Scan the records for the string "them" and state how many lines contain it, using the number alone.

Collected data
· · ·

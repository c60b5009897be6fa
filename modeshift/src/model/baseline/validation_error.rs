use crate::model::{Mode, Powertrain};

/// hard input errors. computation is rejected until the user corrects them.
#[derive(thiserror::Error, Debug, Clone, PartialEq)]
pub enum ValidationError {
    #[error("baseline distance for {0} is negative ({1})")]
    NegativeDistance(Mode, f64),
    #[error("fleet mix for {0} sums to {1}%, expected exactly 100%")]
    InvalidShareSum(Mode, u32),
    #[error("emission factor '{0}' has a negative {1} intensity ({2})")]
    NegativeFactor(String, String, f64),
    #[error("no emission factors configured for {0}")]
    MissingFactor(Mode),
    #[error("no {1} emission factor configured for {0}")]
    MissingPowertrainFactor(Mode, Powertrain),
    #[error("{0} uses per-powertrain emission factors but has no fleet mix")]
    MissingFleetMix(Mode),
    #[error("occupancy rate for {0} must be positive ({1})")]
    NonPositiveOccupancy(Mode, f64),
    #[error("transfer {0} -> {1} has percent {2} outside [0, 100]")]
    TransferOutOfRange(Mode, Mode, f64),
    #[error("km reduction of {0}% is below -100%, which would make distances negative")]
    ReductionOutOfRange(f64),
    #[error("weight reduction {0}% outside [0, 100]")]
    WeightReductionOutOfRange(f64),
    #[error("{0} is not included in this computation")]
    UnknownMode(Mode),
}
use crate::model::baseline::{BaselineModel, EmissionFactor, FleetMix, ModeFactors, ValidationError};
use crate::model::scenario::{
    EmissionBreakdown, EngineConfig, Inventory, LeverSet, ModalTransfer, ScenarioError,
    ScenarioResult, ScenarioWarning,
};
use crate::model::{Mode, Powertrain};
use itertools::Itertools;
use std::collections::HashMap;

/// empirical coupling between vehicle mass and consumption: a 10% mass
/// reduction yields a 7% consumption and emission reduction
const WEIGHT_TO_CONSUMPTION: f64 = 0.7;

/// compute a 2050 scenario from the baseline and the lever settings.
///
/// the pipeline order is load-bearing: sobriety scales first, then
/// modal transfers redistribute the post-sobriety distances, then the
/// fleet-blended intensities are applied. transfers before sobriety
/// would change the numbers.
///
/// pure function of its inputs: no I/O, no shared state, identical
/// inputs produce identical outputs.
pub fn compute(
    baseline: &BaselineModel,
    levers: &LeverSet,
    config: &EngineConfig,
) -> Result<ScenarioResult, ScenarioError> {
    baseline.validate(&config.modes)?;
    levers.validate(&config.modes)?;

    // 1. sobriety: every mode scaled by the same demand factor
    let post_sobriety = apply_sobriety(baseline, &config.modes, levers.reduction_km);

    // 2-3. modal transfers from the frozen post-sobriety snapshot;
    // total distance is conserved through this pass
    let (distances, warnings) = apply_transfers(&post_sobriety, &levers.transfers);
    for warning in &warnings {
        log::warn!("{warning}");
    }

    let modal_shares = shares_of(&distances, &config.modes);

    // 4-5. per-passenger-km intensities and aggregation, for both years.
    // the baseline side uses the reference fleet and occupancy with no
    // weight reduction, so neutral levers reproduce it exactly.
    let baseline_distances: HashMap<Mode, f64> = config
        .modes
        .iter()
        .map(|m| (*m, baseline.demand.get(m)))
        .collect();
    let baseline_breakdown = aggregate(
        baseline,
        &baseline_distances,
        &baseline.fleet,
        &baseline.occupancy,
        0.0,
        config,
    )?;
    let scenario_fleet = merged_fleet(baseline, levers);
    let scenario_occupancy = merged_occupancy(baseline, levers);
    let scenario_breakdown = aggregate(
        baseline,
        &distances,
        &scenario_fleet,
        &scenario_occupancy,
        levers.weight_reduction,
        config,
    )?;

    // 6-7. reduction versus baseline and the policy verdict
    let reduction_pct = reduction_percent(
        baseline_breakdown.total.co2,
        scenario_breakdown.total.co2,
    );
    let target_achieved = reduction_pct >= config.target_reduction_pct;

    Ok(ScenarioResult {
        distances,
        modal_shares,
        baseline: baseline_breakdown,
        scenario: scenario_breakdown,
        reduction_pct,
        target_achieved,
        warnings,
    })
}

/// scale every included mode's baseline distance by `1 + reduction_km/100`
pub(crate) fn apply_sobriety(
    baseline: &BaselineModel,
    modes: &[Mode],
    reduction_km: f64,
) -> HashMap<Mode, f64> {
    let factor = 1.0 + reduction_km / 100.0;
    modes
        .iter()
        .map(|m| (*m, baseline.demand.get(m) * factor))
        .collect()
}

/// apply all transfer edges simultaneously against the frozen snapshot:
/// donors are debited and receivers credited using the donor's
/// pre-transfer distance, so edges never cascade into each other.
///
/// a donor whose outgoing edges exceed 100% has them rescaled to exactly
/// 100% (conserving total distance) and retains exactly zero of its own
/// distance; this surfaces as an [`ScenarioWarning::OvercommittedTransfer`].
pub(crate) fn apply_transfers(
    snapshot: &HashMap<Mode, f64>,
    transfers: &[ModalTransfer],
) -> (HashMap<Mode, f64>, Vec<ScenarioWarning>) {
    let mut outgoing: HashMap<Mode, f64> = HashMap::new();
    let mut incoming: HashMap<Mode, f64> = HashMap::new();
    let mut warnings = vec![];

    let by_donor = transfers.iter().into_group_map_by(|t| t.from);
    for (donor, edges) in by_donor.into_iter().sorted_by_key(|(donor, _)| *donor) {
        let total_percent: f64 = edges.iter().map(|t| t.percent).sum();
        if total_percent <= 0.0 {
            continue;
        }
        let scale = if total_percent > 100.0 {
            warnings.push(ScenarioWarning::OvercommittedTransfer {
                mode: donor,
                total_percent,
            });
            100.0 / total_percent
        } else {
            1.0
        };
        let donor_distance = snapshot.get(&donor).copied().unwrap_or(0.0);
        let mut moved = 0.0;
        for edge in edges {
            let amount = donor_distance * edge.percent * scale / 100.0;
            *incoming.entry(edge.to).or_insert(0.0) += amount;
            moved += amount;
        }
        // at >= 100% the donor keeps nothing of its own distance; assign
        // the exact figure rather than a float-rounded difference
        let debited = if total_percent >= 100.0 {
            donor_distance
        } else {
            moved
        };
        outgoing.insert(donor, debited);
    }

    let result = snapshot
        .iter()
        .map(|(mode, distance)| {
            let out = outgoing.get(mode).copied().unwrap_or(0.0);
            let inn = incoming.get(mode).copied().unwrap_or(0.0);
            (*mode, distance - out + inn)
        })
        .collect();
    (result, warnings)
}

/// mode shares of a distance vector, all zero when the total is zero
pub(crate) fn shares_of(distances: &HashMap<Mode, f64>, modes: &[Mode]) -> HashMap<Mode, f64> {
    let total: f64 = modes.iter().map(|m| distances.get(m).copied().unwrap_or(0.0)).sum();
    modes
        .iter()
        .map(|m| {
            let distance = distances.get(m).copied().unwrap_or(0.0);
            let share = if total == 0.0 {
                0.0
            } else {
                distance / total * 100.0
            };
            (*m, share)
        })
        .collect()
}

/// per-passenger-km intensity for one mode: blend the fleet mix with
/// the weight-reduction discount applied to thermal powertrains (and
/// electric ones iff configured), then divide by occupancy.
pub(crate) fn passenger_factor(
    mode: &Mode,
    factors: &ModeFactors,
    mix: Option<&FleetMix>,
    occupancy: f64,
    weight_reduction: f64,
    applies_to_electric: bool,
) -> Result<EmissionFactor, ScenarioError> {
    if occupancy <= 0.0 {
        return Err(ScenarioError::DivisionByZero(format!(
            "occupancy rate for {mode}"
        )));
    }
    let weight_factor = 1.0 - weight_reduction * WEIGHT_TO_CONSUMPTION / 100.0;
    let per_vehicle = match factors {
        ModeFactors::Single { factor } => *factor,
        ModeFactors::ByPowertrain { factors } => {
            let mix = mix.ok_or(ScenarioError::Validation(
                ValidationError::MissingFleetMix(*mode),
            ))?;
            let mut blended = EmissionFactor::default();
            // drive the blend from the mix: every powertrain carrying a
            // share needs a factor row, or the weights would silently sum
            // below 100% and understate the intensity
            for (powertrain, share) in &mix.shares {
                if *share == 0 {
                    continue;
                }
                let factor = factors.get(powertrain).ok_or(ScenarioError::Validation(
                    ValidationError::MissingPowertrainFactor(*mode, *powertrain),
                ))?;
                let discount = match powertrain {
                    Powertrain::Thermal => weight_factor,
                    Powertrain::Electric if applies_to_electric => weight_factor,
                    _ => 1.0,
                };
                let weighted = factor.scale(discount * (*share as f64 / 100.0));
                blended.accumulate(&weighted);
            }
            blended
        }
    };
    Ok(per_vehicle.scale(1.0 / occupancy))
}

/// multiply distances by per-passenger intensities and rescale into the
/// unit basis output units; per-mode detail is kept for display
fn aggregate(
    baseline: &BaselineModel,
    distances: &HashMap<Mode, f64>,
    fleet: &HashMap<Mode, FleetMix>,
    occupancy: &HashMap<Mode, f64>,
    weight_reduction: f64,
    config: &EngineConfig,
) -> Result<EmissionBreakdown, ScenarioError> {
    let basis = config.unit_basis;
    let mut breakdown = EmissionBreakdown::default();
    for mode in &config.modes {
        let factors = baseline.factors.get(mode).ok_or(ScenarioError::Validation(
            ValidationError::MissingFactor(*mode),
        ))?;
        let rate = occupancy.get(mode).copied().unwrap_or(1.0);
        let factor = passenger_factor(
            mode,
            factors,
            fleet.get(mode),
            rate,
            weight_reduction,
            config.weight_reduction_applies_to_electric,
        )?;
        let distance = distances.get(mode).copied().unwrap_or(0.0);
        let inventory = Inventory {
            co2: distance * factor.co2 * basis.co2_scale(),
            energy: distance * factor.energy * basis.energy_scale(),
            particulates: distance * factor.particulates * basis.particulate_scale(),
        };
        breakdown.total.accumulate(&inventory);
        breakdown.by_mode.insert(*mode, inventory);
    }
    Ok(breakdown)
}

/// lever fleet entries override the baseline fleet per mode
fn merged_fleet(baseline: &BaselineModel, levers: &LeverSet) -> HashMap<Mode, FleetMix> {
    let mut fleet = baseline.fleet.clone();
    for (mode, mix) in &levers.target_fleet {
        fleet.insert(*mode, mix.clone());
    }
    fleet
}

fn merged_occupancy(baseline: &BaselineModel, levers: &LeverSet) -> HashMap<Mode, f64> {
    let mut occupancy = baseline.occupancy.clone();
    for (mode, rate) in &levers.occupancy {
        occupancy.insert(*mode, *rate);
    }
    occupancy
}

pub(crate) fn reduction_percent(baseline_co2: f64, scenario_co2: f64) -> f64 {
    if baseline_co2 == 0.0 {
        0.0
    } else {
        (baseline_co2 - scenario_co2) / baseline_co2 * 100.0
    }
}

· · ·

> _Final answer_
2